Ernst sah die junge Frau an. Ihr angenehmes Gesicht war leicht gerötet, die tiefen Augen blickten ihm erwartungsvoll entgegen. Er nahm seine Brieftasche hervor und gab ihr ein in deren Seitenfach verwahrtes Bild. Johanna blieb minutenlang in Betrachtung des entzückenden Köpfchens versenkt. „Welche Lebenspracht!“ rief sie dann. „Ich wünsche Ihnen Glück, Herr Ruhdorf.“

„Zu früh,“ sagte er gedämpft. Seine dunkeln Augen hafteten mit langem Blick auf ihrem noch immer zu dem Bildchen vorgeneigten Gesicht. Als sie ihm die Photographie zurückgegeben hatte, stand er schnell auf und verabschiedete sich.

Johanna nahm ihren Sitz wieder ein. Lässig ruhten ihre Hände auf dem Schoße. Woran sie dachte, worüber sie träumte, hätte sie später nicht zu sagen gewußt. Als die Stimme der Tante sie aus diesem seelischen Halbschlummer weckte, war der letzte Tagesschein bereits verglommen. Wie von ferne her drang die verdrießliche Klage der alten Dame an ihr Ohr; diese beschwerte sich, daß Herr Ruhdorf fortgegangen sei, ohne sich bei ihr zu verabschieden, viel zu früh, da sie darauf gerechnet habe, noch eine Partie Schach mit ihm zu spielen. Johanna strich ihre Haare zurück und erklärte sich zum Partner der Tante bereit. Doch zögerte sie noch minutenlang, ehe sie sich erhob. Ihre Augen hingen wie gebannt an der graublauen Fläche des Meeres, auf dessen leicht bewegten Wogenkämmen schon das silberne Licht des Mondes glänzte. Zahllose Leuchtkäfer durchschwirrten die Büsche des Gartens, tauchten auf wie geisterhafte Funken, schwanden wieder, um andere Stellen zu durchblitzen. Funkelnde geheimnisvolle Schönheit überall, ein Flüstern, Klagen, ein kaum vernehmliches Schwirren – die Stimmen der Nacht zwischen dem Laub, auf den Wogen.

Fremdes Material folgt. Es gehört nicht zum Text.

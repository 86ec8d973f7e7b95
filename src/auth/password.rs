//! Argon2id password hashing.
//!
//! Hashing is CPU bound, so both operations run on the blocking pool.

use argon2::{
    password_hash::{PasswordHash, PasswordHasher, PasswordVerifier, SaltString},
    Argon2,
};

use crate::errors::AppError;

#[derive(Debug)]
pub struct PasswordError(String);

impl std::fmt::Display for PasswordError {
    fn fmt(&self, f: &mut std::fmt::Formatter<'_>) -> std::fmt::Result {
        write!(f, "password hashing failed: {}", self.0)
    }
}

impl std::error::Error for PasswordError {}

impl From<PasswordError> for AppError {
    fn from(err: PasswordError) -> Self {
        AppError::Internal(err.to_string())
    }
}

/// Hash `plaintext` into a PHC string with a fresh random salt.
pub async fn hash_password(plaintext: String) -> Result<String, PasswordError> {
    tokio::task::spawn_blocking(move || hash_blocking(&plaintext))
        .await
        .map_err(|e| PasswordError(e.to_string()))?
}

/// Whether `plaintext` matches the stored PHC `hash`.
pub async fn verify_password(plaintext: String, hash: String) -> Result<bool, PasswordError> {
    tokio::task::spawn_blocking(move || verify_blocking(&plaintext, &hash))
        .await
        .map_err(|e| PasswordError(e.to_string()))?
}

fn hash_blocking(plaintext: &str) -> Result<String, PasswordError> {
    let salt = SaltString::generate(&mut rand::rngs::OsRng);
    let hash = Argon2::default()
        .hash_password(plaintext.as_bytes(), &salt)
        .map_err(|e| PasswordError(e.to_string()))?;
    Ok(hash.to_string())
}

fn verify_blocking(plaintext: &str, hash: &str) -> Result<bool, PasswordError> {
    let parsed = PasswordHash::new(hash).map_err(|e| PasswordError(format!("invalid hash format: {e}")))?;

    match Argon2::default().verify_password(plaintext.as_bytes(), &parsed) {
        Ok(()) => Ok(true),
        Err(argon2::password_hash::Error::Password) => Ok(false),
        Err(e) => Err(PasswordError(e.to_string())),
    }
}

#[cfg(test)]
mod tests {
    use super::*;

    #[tokio::test]
    async fn test_hash_and_verify() {
        let hash = hash_password("pa55word1234".to_string()).await.unwrap();
        assert!(hash.starts_with("$argon2id$"));
        assert!(!hash.contains("pa55word1234"));

        assert!(verify_password("pa55word1234".to_string(), hash.clone())
            .await
            .unwrap());
        assert!(!verify_password("wrong-password".to_string(), hash)
            .await
            .unwrap());
    }

    #[tokio::test]
    async fn test_same_password_gets_distinct_salts() {
        let a = hash_password("pa55word1234".to_string()).await.unwrap();
        let b = hash_password("pa55word1234".to_string()).await.unwrap();
        assert_ne!(a, b);
    }

    #[tokio::test]
    async fn test_malformed_hash_is_an_error() {
        let result = verify_password("pa55word1234".to_string(), "not-a-phc-string".to_string()).await;
        assert!(result.is_err());
    }
}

„Bitte, komm!“ rief die Tante so ärgerlich, als ihre Gutmütigkeit es erlaubte. Johanna erhob sich und wendete den Kopf. Das Empfangzimmer war hell erleuchtet. Die junge Frau ließ, wie ermüdet, beide Arme schlaff an sich niedersinken, that einige Schritte der Thüre zu, kehrte wieder um, nahm den auf dem Verandatisch liegenden Band von Heyse und ging dann ganz langsam in das erhellte Gemach, wo sie schweigend vor dem Schachtischchen Platz nahm, an dem die sehnlich harrende Spielerin bereits saß.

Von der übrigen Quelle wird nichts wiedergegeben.